Zimbabwean President Robert Mugabe said today that the United States and Britain are "stupid" to criticize him and insist that he step down.
After months of protests inside and outside the country, Mugabe signed a power-sharing deal Sept. 15 with Morgan Tsvangirai, the leader of the opposition.
But, as the two men continue to fight over control of key Cabinet posts, international support for Mugabe's role in the power-sharing government has virtually disappeared.
Jendayi Frazer, the lead U.S. diplomat for Africa, said during the weekend that Mugabe must step down and Mark Malloch Brown, Britain's Africa minister, echoed the call Monday..
"This stupid and foolish thinking" ignores that only Zimbabweans can make such a decision, Mugabe said after attending a funeral for a retired army general, The Associated Press reported.
"We are not going to listen to what [President] Bush and [British Prime Minister] Gordon Brown are saying," Mugabe said. "We do realize that these are the last kicks of a dying horse."
Under the power-sharing arrangement, the United States promised to lift sanctions if the deal was consummated.

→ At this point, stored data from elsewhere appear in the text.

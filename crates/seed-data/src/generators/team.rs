//! Team generation for seeding.

use rand::Rng;

use octofit::models::Team;

use super::{
    random_id,
    user::{DC_HEROES, Hero, MARVEL_HEROES},
};

pub const TEAM_MARVEL: &str = "Team Marvel";
pub const TEAM_DC: &str = "Team DC";

/// A team name together with the heroes who belong to it.
#[derive(Debug, Clone, Copy)]
pub struct TeamRoster {
    pub name: &'static str,
    pub heroes: &'static [Hero],
}

pub const ROSTERS: &[TeamRoster] = &[
    TeamRoster {
        name: TEAM_MARVEL,
        heroes: MARVEL_HEROES,
    },
    TeamRoster {
        name: TEAM_DC,
        heroes: DC_HEROES,
    },
];

/// Generates one team per roster.
pub struct TeamGenerator {
    rosters: &'static [TeamRoster],
}

impl TeamGenerator {
    pub fn new(rosters: &'static [TeamRoster]) -> Self {
        Self { rosters }
    }

    pub fn generate(&self, rng: &mut impl Rng) -> Vec<Team> {
        self.rosters
            .iter()
            .map(|roster| Team::new(random_id(rng), roster.name))
            .collect()
    }
}

impl Default for TeamGenerator {
    fn default() -> Self {
        Self::new(ROSTERS)
    }
}
//! Records and persistence for the OctoFit tracker.
//!
//! Five flat record kinds ([`models`]) live behind the [`Store`] trait;
//! [`Database`] is the PostgreSQL implementation and [`MemoryStore`] the
//! in-process one.

pub mod database;
pub mod errors;
pub mod memory;
pub mod models;
pub mod store;

pub use database::Database;
pub use errors::StoreError;
pub use memory::MemoryStore;
pub use store::Store;
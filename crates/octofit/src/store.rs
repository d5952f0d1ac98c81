//! The persistence boundary shared by every record kind.
//!
//! A [`Store`] offers the handful of operations the tracker needs:
//! create one record, read all records of a kind, filter by user email,
//! delete a whole kind, and count. Relationships between kinds are by
//! plain string value and are not checked here.

use async_trait::async_trait;

use crate::{
    errors::StoreError,
    models::{Activity, LeaderboardEntry, RecordKind, Team, User, Workout},
};

#[async_trait]
pub trait Store: Send + Sync {
    /// Insert a team. Fails with [`StoreError::Duplicate`] if the name is taken.
    async fn create_team(&self, team: &Team) -> Result<(), StoreError>;

    /// Insert a user. Fails with [`StoreError::Duplicate`] if the email is taken.
    async fn create_user(&self, user: &User) -> Result<(), StoreError>;

    async fn create_workout(&self, workout: &Workout) -> Result<(), StoreError>;

    async fn create_activity(&self, activity: &Activity) -> Result<(), StoreError>;

    async fn create_leaderboard_entry(&self, entry: &LeaderboardEntry) -> Result<(), StoreError>;

    async fn teams(&self) -> Result<Vec<Team>, StoreError>;

    async fn users(&self) -> Result<Vec<User>, StoreError>;

    async fn workouts(&self) -> Result<Vec<Workout>, StoreError>;

    async fn activities(&self) -> Result<Vec<Activity>, StoreError>;

    /// All leaderboard entries, highest score first.
    async fn leaderboard(&self) -> Result<Vec<LeaderboardEntry>, StoreError>;

    async fn activities_for_user(&self, email: &str) -> Result<Vec<Activity>, StoreError>;

    async fn leaderboard_for_user(&self, email: &str)
    -> Result<Vec<LeaderboardEntry>, StoreError>;

    /// Delete every record of `kind`, returning how many were removed.
    async fn delete_all(&self, kind: RecordKind) -> Result<u64, StoreError>;

    async fn count(&self, kind: RecordKind) -> Result<u64, StoreError>;
}
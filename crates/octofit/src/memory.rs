//! In-process [`Store`] backed by plain vectors.
//!
//! Applies the same validation and uniqueness rules as [`Database`](crate::database::Database),
//! so seeding logic can be exercised without a running PostgreSQL.

use async_trait::async_trait;
use tokio::sync::Mutex;
use validator::Validate;

use crate::errors::StoreError;
use crate::models::{Activity, LeaderboardEntry, RecordKind, Team, User, Workout};
use crate::store::Store;

#[derive(Debug, Default)]
struct Collections {
    teams: Vec<Team>,
    users: Vec<User>,
    workouts: Vec<Workout>,
    activities: Vec<Activity>,
    leaderboard: Vec<LeaderboardEntry>,
}

#[derive(Debug, Default)]
pub struct MemoryStore {
    inner: Mutex<Collections>,
}

impl MemoryStore {
    pub fn new() -> Self {
        Self::default()
    }
}

#[async_trait]
impl Store for MemoryStore {
    async fn create_team(&self, team: &Team) -> Result<(), StoreError> {
        team.validate()?;
        let mut inner = self.inner.lock().await;
        if inner.teams.iter().any(|t| t.name == team.name) {
            return Err(StoreError::Duplicate {
                kind: RecordKind::Team,
                key: team.name.clone(),
            });
        }
        inner.teams.push(team.clone());
        Ok(())
    }

    async fn create_user(&self, user: &User) -> Result<(), StoreError> {
        user.validate()?;
        let mut inner = self.inner.lock().await;
        if inner.users.iter().any(|u| u.email == user.email) {
            return Err(StoreError::Duplicate {
                kind: RecordKind::User,
                key: user.email.clone(),
            });
        }
        inner.users.push(user.clone());
        Ok(())
    }

    async fn create_workout(&self, workout: &Workout) -> Result<(), StoreError> {
        workout.validate()?;
        self.inner.lock().await.workouts.push(workout.clone());
        Ok(())
    }

    async fn create_activity(&self, activity: &Activity) -> Result<(), StoreError> {
        activity.validate()?;
        self.inner.lock().await.activities.push(activity.clone());
        Ok(())
    }

    async fn create_leaderboard_entry(&self, entry: &LeaderboardEntry) -> Result<(), StoreError> {
        entry.validate()?;
        self.inner.lock().await.leaderboard.push(entry.clone());
        Ok(())
    }

    async fn teams(&self) -> Result<Vec<Team>, StoreError> {
        let mut teams = self.inner.lock().await.teams.clone();
        teams.sort_by(|a, b| a.name.cmp(&b.name));
        Ok(teams)
    }

    async fn users(&self) -> Result<Vec<User>, StoreError> {
        let mut users = self.inner.lock().await.users.clone();
        users.sort_by(|a, b| a.email.cmp(&b.email));
        Ok(users)
    }

    async fn workouts(&self) -> Result<Vec<Workout>, StoreError> {
        Ok(self.inner.lock().await.workouts.clone())
    }

    async fn activities(&self) -> Result<Vec<Activity>, StoreError> {
        let mut activities = self.inner.lock().await.activities.clone();
        activities.sort_by(|a, b| b.date.cmp(&a.date));
        Ok(activities)
    }

    async fn leaderboard(&self) -> Result<Vec<LeaderboardEntry>, StoreError> {
        let mut entries = self.inner.lock().await.leaderboard.clone();
        entries.sort_by(|a, b| b.score.cmp(&a.score));
        Ok(entries)
    }

    async fn activities_for_user(&self, email: &str) -> Result<Vec<Activity>, StoreError> {
        let mut activities: Vec<Activity> = self
            .inner
            .lock()
            .await
            .activities
            .iter()
            .filter(|a| a.user_email == email)
            .cloned()
            .collect();
        activities.sort_by(|a, b| b.date.cmp(&a.date));
        Ok(activities)
    }

    async fn leaderboard_for_user(
        &self,
        email: &str,
    ) -> Result<Vec<LeaderboardEntry>, StoreError> {
        Ok(self
            .inner
            .lock()
            .await
            .leaderboard
            .iter()
            .filter(|e| e.user_email == email)
            .cloned()
            .collect())
    }

    async fn delete_all(&self, kind: RecordKind) -> Result<u64, StoreError> {
        let mut inner = self.inner.lock().await;
        let removed = match kind {
            RecordKind::Team => std::mem::take(&mut inner.teams).len(),
            RecordKind::User => std::mem::take(&mut inner.users).len(),
            RecordKind::Workout => std::mem::take(&mut inner.workouts).len(),
            RecordKind::Activity => std::mem::take(&mut inner.activities).len(),
            RecordKind::Leaderboard => std::mem::take(&mut inner.leaderboard).len(),
        };
        Ok(removed as u64)
    }

    async fn count(&self, kind: RecordKind) -> Result<u64, StoreError> {
        let inner = self.inner.lock().await;
        let count = match kind {
            RecordKind::Team => inner.teams.len(),
            RecordKind::User => inner.users.len(),
            RecordKind::Workout => inner.workouts.len(),
            RecordKind::Activity => inner.activities.len(),
            RecordKind::Leaderboard => inner.leaderboard.len(),
        };
        Ok(count as u64)
    }
}

#[cfg(test)]
mod tests {
    use super::*;
    use crate::models::Difficulty;
    use time::macros::date;
    use uuid::Uuid;

    fn activity(email: &str, calories: i32) -> Activity {
        Activity::new(
            Uuid::new_v4(),
            email,
            "running",
            30,
            calories,
            date!(2025 - 08 - 20),
        )
    }

    #[tokio::test]
    async fn test_duplicate_team_name_rejected() {
        let store = MemoryStore::new();
        store.create_team(&Team::new(Uuid::new_v4(), "Team Marvel")).await.unwrap();

        let err = store
            .create_team(&Team::new(Uuid::new_v4(), "Team Marvel"))
            .await
            .unwrap_err();
        assert!(matches!(
            err,
            StoreError::Duplicate { kind: RecordKind::Team, ref key } if key == "Team Marvel"
        ));
        assert_eq!(store.count(RecordKind::Team).await.unwrap(), 1);
    }

    #[tokio::test]
    async fn test_duplicate_user_email_rejected() {
        let store = MemoryStore::new();
        let tony = User::new(
            Uuid::new_v4(),
            "tony.stark@avengers.com",
            "Tony Stark",
            "Team Marvel",
        );
        store.create_user(&tony).await.unwrap();

        let impostor = User::new(
            Uuid::new_v4(),
            "tony.stark@avengers.com",
            "Not Tony",
            "Team DC",
        );
        let err = store.create_user(&impostor).await.unwrap_err();
        assert!(matches!(err, StoreError::Duplicate { kind: RecordKind::User, .. }));
    }

    #[tokio::test]
    async fn test_invalid_record_rejected() {
        let store = MemoryStore::new();
        let err = store
            .create_activity(&activity("nobody", 100))
            .await
            .unwrap_err();
        assert!(matches!(err, StoreError::Validation(_)));
        assert_eq!(store.count(RecordKind::Activity).await.unwrap(), 0);
    }

    #[tokio::test]
    async fn test_filter_and_delete() {
        let store = MemoryStore::new();
        store
            .create_activity(&activity("tony.stark@avengers.com", 200))
            .await
            .unwrap();
        store
            .create_activity(&activity("tony.stark@avengers.com", 300))
            .await
            .unwrap();
        store
            .create_activity(&activity("clark.kent@dailyplanet.com", 400))
            .await
            .unwrap();
        store
            .create_workout(&Workout::new(
                Uuid::new_v4(),
                "Speed Training",
                "Cardio",
                Difficulty::Medium,
            ))
            .await
            .unwrap();

        let tony = store
            .activities_for_user("tony.stark@avengers.com")
            .await
            .unwrap();
        assert_eq!(tony.len(), 2);
        assert_eq!(tony.iter().map(|a| a.calories).sum::<i32>(), 500);

        assert_eq!(store.delete_all(RecordKind::Activity).await.unwrap(), 3);
        assert_eq!(store.count(RecordKind::Activity).await.unwrap(), 0);
        assert_eq!(store.count(RecordKind::Workout).await.unwrap(), 1);
    }

    #[tokio::test]
    async fn test_leaderboard_sorted_by_score() {
        let store = MemoryStore::new();
        for (email, score) in [("a@x.com", 10), ("b@x.com", 30), ("c@x.com", 20)] {
            store
                .create_leaderboard_entry(&LeaderboardEntry::new(
                    Uuid::new_v4(),
                    email,
                    score,
                ))
                .await
                .unwrap();
        }

        let scores: Vec<i32> = store
            .leaderboard()
            .await
            .unwrap()
            .iter()
            .map(|e| e.score)
            .collect();
        assert_eq!(scores, vec![30, 20, 10]);
    }
}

But Frazer, the U.S. assistant secretary of state for African affairs, said Sunday that the offer had been taken off the table.
Amid an increasingly fraught economic climate, Zimbabweans are now caught in the grip of a cholera epidemic, which has killed 1,111 people, according to figures released last week by the World Health Organization.
Paul Garwood of the organization's Department of Health Action in Crises, who recently returned from Zimbabwe, told ABC News that people there are suffering on many different levels.
"The latest situation I saw was a health system in great need of assistance in terms of ... supplies, medicines, water and improvements in sanitation systems," he said. "In the immediate term, the great need is a response to the cholera outbreak and there is a great need to control outbreaks that are springing up in different parts of the country," he said.
According to the World Health Organization, 20,581 Zimbabweans have been struck with cholera since the outbreak of the disease in August.
On Dec. 13, The Herald, the country's state-run newspaper, quoted the information minister, Sikhanyiso Ndlovu, as saying, "Cholera is a calculated racist terrorist attack on Zimbabwe by the unrepentant former colonial power, which has enlisted support from its American and Western allies so that they can invade the country."
Ndlovu described the disease as a "serious biological chemical war ... a genocidal onslaught on the people of Zimbabwe by the British."
The London Times reported Monday that 18 of the 21 companies blacklisted by the United States for financially supporting the Mugabe regime have been operating with impunity in Britain, the Isle of Man, the Channel Islands and the British Virgin Islands.
At the top of the list, according to the Times, is the private equity firm Breco, controlled by U.K.-based businessman John Bredenkamp. On its Web site, the U.S. Treasury describes Bredenkamp as "a well-known Mugabe insider involved in various business activities, including tobacco trading, gray-market arms trading and trafficking, equity investments, oil distribution, tourism, sports management and diamond extraction."